▸ Aim of the task:
All lines below containing "serde" are to be listed.

▸ Stored items:
◇ ◇ ◇
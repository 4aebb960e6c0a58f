//! Agenda configuration.
//!
//! Settings live in a single TOML file:
//!
//! ```toml
//! max_results = 10
//! title_format = "[STARTTIME - ][TITLE]"
//! calendars = ["team@example.com, holidays@example.com", "me@example.com"]
//!
//! [labels]
//! all_day = "All Day"
//! all_day_event = "All Day Event"
//! ```
//!
//! Each `calendars` entry may list several calendar ids separated by commas.

use std::path::Path;

use serde::{Deserialize, Serialize};

use crate::error::ConfigError;
use crate::format::{DEFAULT_TITLE_FORMAT, Labels};

/// Configuration for building an agenda.
#[derive(Debug, Clone, PartialEq, Eq, Serialize, Deserialize)]
#[serde(default)]
pub struct AgendaConfig {
    /// Maximum number of events in the merged agenda.
    pub max_results: usize,

    /// Title template.
    pub title_format: String,

    /// Calendar id lists, each possibly comma-separated.
    pub calendars: Vec<String>,

    /// Debug logging.
    pub debug: bool,

    /// Localized labels.
    pub labels: Labels,
}

impl Default for AgendaConfig {
    fn default() -> Self {
        Self {
            max_results: 10,
            title_format: DEFAULT_TITLE_FORMAT.to_string(),
            calendars: Vec::new(),
            debug: false,
            labels: Labels::default(),
        }
    }
}

impl AgendaConfig {
    /// Parses configuration from a TOML string.
    ///
    /// # Errors
    ///
    /// Returns [`ConfigError::Parse`] if the content is not valid.
    pub fn from_toml_str(content: &str) -> Result<Self, ConfigError> {
        Ok(toml::from_str(content)?)
    }

    /// Loads configuration from a specific path.
    ///
    /// # Errors
    ///
    /// Returns an error if the file cannot be read or parsed.
    pub fn load_from(path: impl AsRef<Path>) -> Result<Self, ConfigError> {
        let path = path.as_ref();
        let content = std::fs::read_to_string(path).map_err(|source| ConfigError::Read {
            path: path.to_path_buf(),
            source,
        })?;
        Self::from_toml_str(&content)
    }

    /// Returns every configured calendar id, trimmed, blanks skipped.
    pub fn calendar_ids(&self) -> Vec<String> {
        parse_calendar_ids(&self.calendars)
    }
}

/// Splits comma-separated calendar id lists into individual ids.
pub fn parse_calendar_ids<S: AsRef<str>>(lists: &[S]) -> Vec<String> {
    lists
        .iter()
        .flat_map(|list| list.as_ref().split(','))
        .map(str::trim)
        .filter(|id| !id.is_empty())
        .map(str::to_string)
        .collect()
}

#[cfg(test)]
mod tests {
    use super::*;
    use std::io::Write;

    #[test]
    fn default_config() {
        let config = AgendaConfig::default();
        assert_eq!(config.max_results, 10);
        assert_eq!(config.title_format, "[TITLE]");
        assert!(config.calendars.is_empty());
        assert!(!config.debug);
        assert_eq!(config.labels, Labels::default());
    }

    #[test]
    fn parses_full_config() {
        let config = AgendaConfig::from_toml_str(
            r#"
            max_results = 5
            title_format = "[STARTTIME - ][TITLE]"
            calendars = ["a@example.com, b@example.com", "c@example.com"]
            debug = true

            [labels]
            all_day = "Journée"
            "#,
        )
        .unwrap();

        assert_eq!(config.max_results, 5);
        assert_eq!(config.title_format, "[STARTTIME - ][TITLE]");
        assert!(config.debug);
        assert_eq!(config.labels.all_day, "Journée");
        assert_eq!(config.labels.all_day_event, "All Day Event");
        assert_eq!(
            config.calendar_ids(),
            vec!["a@example.com", "b@example.com", "c@example.com"]
        );
    }

    #[test]
    fn empty_config_uses_defaults() {
        let config = AgendaConfig::from_toml_str("").unwrap();
        assert_eq!(config, AgendaConfig::default());
    }

    #[test]
    fn invalid_config_is_parse_error() {
        let err = AgendaConfig::from_toml_str("max_results = \"many\"").unwrap_err();
        assert!(matches!(err, ConfigError::Parse(_)));
    }

    #[test]
    fn load_from_file() {
        let mut file = tempfile::NamedTempFile::new().unwrap();
        writeln!(file, "max_results = 3").unwrap();
        let config = AgendaConfig::load_from(file.path()).unwrap();
        assert_eq!(config.max_results, 3);
    }

    #[test]
    fn load_missing_file_is_read_error() {
        let dir = tempfile::tempdir().unwrap();
        let err = AgendaConfig::load_from(dir.path().join("missing.toml")).unwrap_err();
        assert!(matches!(err, ConfigError::Read { .. }));
        assert!(err.to_string().contains("missing.toml"));
    }

    #[test]
    fn calendar_ids_skip_blanks() {
        let ids = parse_calendar_ids(&["", " , a ,,b", "  "]);
        assert_eq!(ids, vec!["a", "b"]);
    }
}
◇ ◇ ◇
▸ Problem solution:
use serde::{Deserialize, Serialize};
#[serde(default)]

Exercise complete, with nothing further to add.